Burkina : La FAO évalue ses projets de sécurité alimentaire à Boromo

Une délégation de la FAO a visité la province des Balé. Cette mission était conduite par Ernest Moïse Mushekuru, représentant de l’organisation au Burkina Faso. L’objectif était d’observer les résultats des investissements réalisés sur le terrain. Les membres de la délégation ont examiné des fermes agroécologiques et des installations agricoles. Ils ont aussi visité des biodigesteurs produisant de l’énergie propre. Ces équipements utilisent les déchets organiques pour générer du gaz. Ils réduisent la pression sur les ressources forestières locales.

Les échanges avec les autorités et les bénéficiaires ont permis de mesurer les impacts concrets. Hommes et femmes ont présenté leurs productions agricoles. Ils ont aussi exposé les difficultés rencontrées au quotidien. Ernest Moïse Mushekuru a souligné l’importance de cette immersion. Il a déclaré : « Nous avons eu l’occasion de discuter avec les communautés bénéficiaires des réalisations qu’elles ont pu accomplir en matière de production agricole, mais aussi des défis auxquels elles font face. L’objectif est de trouver ensemble des solutions pour renforcer les acquis. »

Les fermes agroécologiques constituent un élément central du projet. Elles permettent aux producteurs de diversifier leurs cultures. Samuel Tibi, directeur provincial de l’Agriculture, s’est réjoui des résultats. Il a affirmé : « Nous sommes vraiment émerveillés par ces réalisations. Elles vont dans le sens des priorités des plus hautes autorités du pays qui placent la souveraineté alimentaire au premier plan. » Selon lui, ces fermes améliorent durablement les conditions de vie des producteurs.
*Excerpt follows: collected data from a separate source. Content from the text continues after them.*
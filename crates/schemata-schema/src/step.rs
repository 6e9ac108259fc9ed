//! Step schemas: the top-level document a plugin publishes.
//!
//! A [`Schema`] lists steps by id. Each step has one input scope and any
//! number of named output scopes, one of which is produced per run.
//! Documents are read and written through
//! [`SCHEMA_SCHEMA`](crate::bootstrap::SCHEMA_SCHEMA).

use std::collections::BTreeMap;
use std::path::Path;

use schemata_core::error::quote_list;
use schemata_core::{ConstraintError, SchemataError, Value};

use crate::bootstrap::SCHEMA_SCHEMA;
use crate::display::DisplayValue;
use crate::native::{shape_mismatch, FromNative, Native, ToNative};
use crate::types::{Descriptor, ScopeSchema};

/// One possible output of a step.
#[derive(Debug, Clone)]
pub struct StepOutputSchema {
    /// Schema of the output data.
    pub schema: ScopeSchema,
    /// Human-readable metadata.
    pub display: Option<DisplayValue>,
    /// Whether this output reports a failure.
    pub error: bool,
}

impl StepOutputSchema {
    /// A successful output with the given schema.
    pub fn new(schema: ScopeSchema) -> Self {
        Self {
            schema,
            display: None,
            error: false,
        }
    }

    /// Mark the output as an error output.
    pub fn as_error(mut self) -> Self {
        self.error = true;
        self
    }

    /// Decode output data.
    pub fn decode(&self, data: &Value) -> Result<Native, ConstraintError> {
        self.schema.decode(data)
    }
}

/// One step: an input scope and its possible outputs.
#[derive(Debug, Clone)]
pub struct StepSchema {
    /// Step id.
    pub id: String,
    /// Human-readable metadata.
    pub display: Option<DisplayValue>,
    /// Schema of the step input.
    pub input: ScopeSchema,
    /// Possible outputs by id.
    pub outputs: BTreeMap<String, StepOutputSchema>,
}

impl StepSchema {
    /// Decode the input of a run.
    pub fn decode_input(&self, data: &Value) -> Result<Native, ConstraintError> {
        self.input.decode(data)
    }

    /// Look up an output by id.
    pub fn output(&self, output_id: &str) -> Result<&StepOutputSchema, ConstraintError> {
        self.outputs.get(output_id).ok_or_else(|| {
            ConstraintError::new(format!(
                "step '{}' has no output '{output_id}', expected one of: {}",
                self.id,
                quote_list(self.outputs.keys())
            ))
        })
    }

    /// Encode the result of a run under the given output id.
    pub fn encode_output(&self, output_id: &str, value: &Native) -> Result<Value, ConstraintError> {
        self.output(output_id)?
            .schema
            .encode(value)
            .map_err(|e| e.at(output_id))
    }
}

/// A full step schema document.
#[derive(Debug, Clone, Default)]
pub struct Schema {
    /// Steps by id.
    pub steps: BTreeMap<String, StepSchema>,
}

impl Schema {
    /// Decode a document through the bootstrap.
    pub fn from_value(data: &Value) -> Result<Self, ConstraintError> {
        Self::from_native(SCHEMA_SCHEMA.decode(data)?)
    }

    /// Encode the document through the bootstrap.
    pub fn to_value(&self) -> Result<Value, ConstraintError> {
        SCHEMA_SCHEMA.encode(&self.to_native())
    }

    /// Load a document from a file: `.json` files are read as JSON, anything
    /// else as YAML.
    pub fn load(path: impl AsRef<Path>) -> Result<Self, SchemataError> {
        let path = path.as_ref();
        let text = std::fs::read_to_string(path)?;
        let data = if path.extension().is_some_and(|ext| ext == "json") {
            Value::parse_json(&text)?
        } else {
            Value::parse_yaml(&text)?
        };
        let schema = Self::from_value(&data)?;
        tracing::debug!(path = %path.display(), steps = schema.steps.len(), "schema loaded");
        Ok(schema)
    }

    /// Look up a step by id.
    pub fn step(&self, step_id: &str) -> Result<&StepSchema, ConstraintError> {
        self.steps.get(step_id).ok_or_else(|| {
            ConstraintError::new(format!(
                "no step named '{step_id}', expected one of: {}",
                quote_list(self.steps.keys())
            ))
        })
    }
}

fn fields(value: Native, what: &str) -> Result<BTreeMap<String, Native>, ConstraintError> {
    match value {
        Native::Object(fields) => Ok(fields),
        other => Err(shape_mismatch(what, &other)),
    }
}

fn required<T: FromNative>(fields: &mut BTreeMap<String, Native>, name: &str) -> Result<T, ConstraintError> {
    match fields.remove(name) {
        Some(value) => T::from_native(value).map_err(|e| e.at(name)),
        None => Err(ConstraintError::new("this field is required").at(name)),
    }
}

fn optional<T: FromNative>(fields: &mut BTreeMap<String, Native>, name: &str) -> Result<Option<T>, ConstraintError> {
    fields
        .remove(name)
        .map(|value| T::from_native(value).map_err(|e| e.at(name)))
        .transpose()
}

fn with_display(mut fields: BTreeMap<String, Native>, display: &Option<DisplayValue>) -> Native {
    if let Some(display) = display {
        fields.insert("display".to_string(), display.to_native());
    }
    Native::Object(fields)
}

impl ToNative for StepOutputSchema {
    fn to_native(&self) -> Native {
        let fields = BTreeMap::from([
            ("schema".to_string(), self.schema.to_native()),
            ("error".to_string(), Native::Bool(self.error)),
        ]);
        with_display(fields, &self.display)
    }
}

impl FromNative for StepOutputSchema {
    fn from_native(value: Native) -> Result<Self, ConstraintError> {
        let mut fields = fields(value, "step output")?;
        Ok(Self {
            schema: required(&mut fields, "schema")?,
            display: optional(&mut fields, "display")?,
            error: optional(&mut fields, "error")?.unwrap_or(false),
        })
    }
}

impl ToNative for StepSchema {
    fn to_native(&self) -> Native {
        let outputs: BTreeMap<String, Native> = self
            .outputs
            .iter()
            .map(|(id, output)| (id.clone(), output.to_native()))
            .collect();
        let fields = BTreeMap::from([
            ("id".to_string(), Native::String(self.id.clone())),
            ("input".to_string(), self.input.to_native()),
            ("outputs".to_string(), outputs.to_native()),
        ]);
        with_display(fields, &self.display)
    }
}

impl FromNative for StepSchema {
    fn from_native(value: Native) -> Result<Self, ConstraintError> {
        let mut fields = fields(value, "step")?;
        Ok(Self {
            id: required(&mut fields, "id")?,
            display: optional(&mut fields, "display")?,
            input: required(&mut fields, "input")?,
            outputs: required(&mut fields, "outputs")?,
        })
    }
}

impl ToNative for Schema {
    fn to_native(&self) -> Native {
        let steps: BTreeMap<String, Native> = self
            .steps
            .iter()
            .map(|(id, step)| (id.clone(), step.to_native()))
            .collect();
        Native::object([("steps", steps.to_native())])
    }
}

impl FromNative for Schema {
    fn from_native(value: Native) -> Result<Self, ConstraintError> {
        let mut fields = fields(value, "schema")?;
        let steps: BTreeMap<String, StepSchema> = required(&mut fields, "steps")?;
        for (key, step) in &steps {
            if *key != step.id {
                return Err(ConstraintError::new(format!(
                    "step is listed as '{key}' but its id is '{}'",
                    step.id
                ))
                .at(format!("[{key}]"))
                .at("steps"));
            }
        }
        Ok(Self { steps })
    }
}
macro_rules! plain_record_field {
    ($($ty:ty),* $(,)?) => {
        $(
            impl RecordField for $ty {
                fn read(&self) -> Option<Native> {
                    Some(self.to_native())
                }

                fn write(value: Native) -> Result<Self, ConstraintError> {
                    <$ty as FromNative>::from_native(value)
                }
            }
        )*
    };
}

plain_record_field!(bool, i64, f64, String, Pattern, Native);

impl<T: ToNative + FromNative> RecordField for Vec<T> {
    fn read(&self) -> Option<Native> {
        Some(self.to_native())
    }

    fn write(value: Native) -> Result<Self, ConstraintError> {
        Vec::from_native(value)
    }
}

impl<K, V> RecordField for BTreeMap<K, V>
where
    K: ToNative + FromNative + Ord,
    V: ToNative + FromNative,
{
    fn read(&self) -> Option<Native> {
        Some(self.to_native())
    }

    fn write(value: Native) -> Result<Self, ConstraintError> {
        BTreeMap::from_native(value)
    }
}

impl<T: RecordField> RecordField for Option<T> {
    fn read(&self) -> Option<Native> {
        self.as_ref().and_then(RecordField::read)
    }

    fn write(value: Native) -> Result<Self, ConstraintError> {
        T::write(value).map(Some)
    }
}

/// Convert a record to a [`Native::Object`] keyed by property id.
pub fn record_to_native<T: Record>(record: &T) -> Native {
    Native::Object(
        T::fields()
            .iter()
            .filter_map(|field| (field.get)(record).map(|value| (field.key().to_string(), value)))
            .collect(),
    )
}

/// Build a record from a [`Native::Object`]. Absent fields keep their
/// `Default` value; fields the record does not know are rejected.
pub fn record_from_native<T: Record>(value: Native) -> Result<T, ConstraintError> {
    let mut fields = match value {
        Native::Object(fields) => fields,
        other => return Err(shape_mismatch("object", &other)),
    };
    let mut record = T::default();
    let table = T::fields();
    for field in &table {
        if let Some(value) = fields.remove(field.key()) {
            (field.set)(&mut record, value).map_err(|e| e.at(field.key()))?;
        }
    }
    if let Some(unknown) = fields.keys().next() {
        return Err(ConstraintError::new(format!(
            "'{}' has no field for '{unknown}', expected one of: {}",
            std::any::type_name::<T>(),
            schemata_core::error::quote_list(table.iter().map(Field::key))
        ))
        .at(unknown.as_str()));
    }
    Ok(record)
}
Les biodigesteurs visités offrent une alternative énergétique aux ménages ruraux. Ils réduisent les tâches domestiques liées à la recherche de bois de chauffe. Ernest Moïse Mushekuru a noté : « Ces équipements facilitent l’accès à une énergie plus propre, réduisent la déforestation et allègent les tâches domestiques liées à la recherche du bois de chauffe. Ils permettent également une consommation énergétique plus saine au sein des ménages. »

Dans le village d’Ouroubono, la coopérative Tiongondol regroupe une centaine de membres. Plus de 57 % d’entre eux sont des femmes. Aïchatou Ouédraogo, sa présidente, a exprimé sa satisfaction. Elle a confié : « Nous avons déjà bénéficié de plusieurs projets, mais une réalisation d’une telle ampleur est une première pour notre village. Cela nous va droit au cœur. » Les nouvelles installations devraient réduire les activités pénibles des femmes et renforcer leurs revenus.
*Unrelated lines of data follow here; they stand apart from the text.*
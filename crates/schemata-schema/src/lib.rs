//! # schemata-schema: The Descriptor Algebra
//!
//! A closed set of type descriptors that convert structured data between the
//! generic [`Value`] model (what arrives in a YAML/JSON document or over the
//! wire) and typed in-memory [`Native`] values, and that can describe
//! themselves so a schema can be shipped across a process boundary.
//!
//! ## The Four-Operation Contract
//!
//! Every [`Type`] implements [`Descriptor`]:
//!
//! - `decode`: generic value to native value, applying format coercion
//!   (`"yes"` → `true`, `"1kB"` → `1024`).
//! - `validate`: check a native value against bounds, patterns and
//!   property interdependencies.
//! - `encode`: native value back to a generic value, re-validating.
//! - `check_compatibility`: can a literal value or another descriptor be
//!   consumed wherever this descriptor is expected?
//!
//! ## Lifecycle
//!
//! A descriptor graph is built once: objects are collected into a
//! [`ScopeSchema`], which resolves every [`RefSchema`] by name and verifies
//! defaults and discriminators. Construction problems surface as
//! [`BadArgumentError`]. Once bound, the graph is immutable and may be
//! shared across threads; per-call failures are always [`ConstraintError`]s.
//!
//! ## Native Records
//!
//! [`Record`] types carry a static field table (generated with
//! [`impl_record!`]) so that [`TypedObject`] can move values in and out of
//! plain Rust structs without any runtime introspection.
//!
//! ## Self-Description
//!
//! [`bootstrap::SCOPE_SCHEMA`] describes the whole algebra using the algebra
//! itself; [`Schema`] uses [`bootstrap::SCHEMA_SCHEMA`] to load and
//! serialize step schemas.

pub mod bootstrap;
pub mod describe;
pub mod display;
pub mod native;
pub mod record;
pub mod step;
pub mod types;

pub use schemata_core::{BadArgumentError, ConstraintError, SchemataError, Value};

pub use display::DisplayValue;
pub use native::{FromNative, Native, NativeKind, Pattern, ToNative};
pub use record::{Field, Record, RecordField, TypedObject, TypedType};
pub use step::{Schema, StepOutputSchema, StepSchema};
pub use types::{
    AnySchema, BoolSchema, Candidate, Descriptor, FloatSchema, IntEnumSchema, IntSchema,
    ListSchema, MapSchema, ObjectSchema, OneOfIntSchema, OneOfSchema, OneOfStringSchema,
    PatternSchema, PropertySchema, RefSchema, ScopeSchema, StringEnumSchema, StringSchema, Type,
    TypeKind,
};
La FAO accompagne les priorités du gouvernement burkinabè en matière de sécurité alimentaire. Ernest Moïse Mushekuru a rappelé : « La sécurité alimentaire demeure l’un des piliers majeurs des priorités nationales. Toutes les actions entreprises par la FAO visent à accompagner cette vision et à contribuer à l’atteinte de l’objectif de souveraineté alimentaire. » Il s’est dit impressionné par la mobilisation des communautés locales.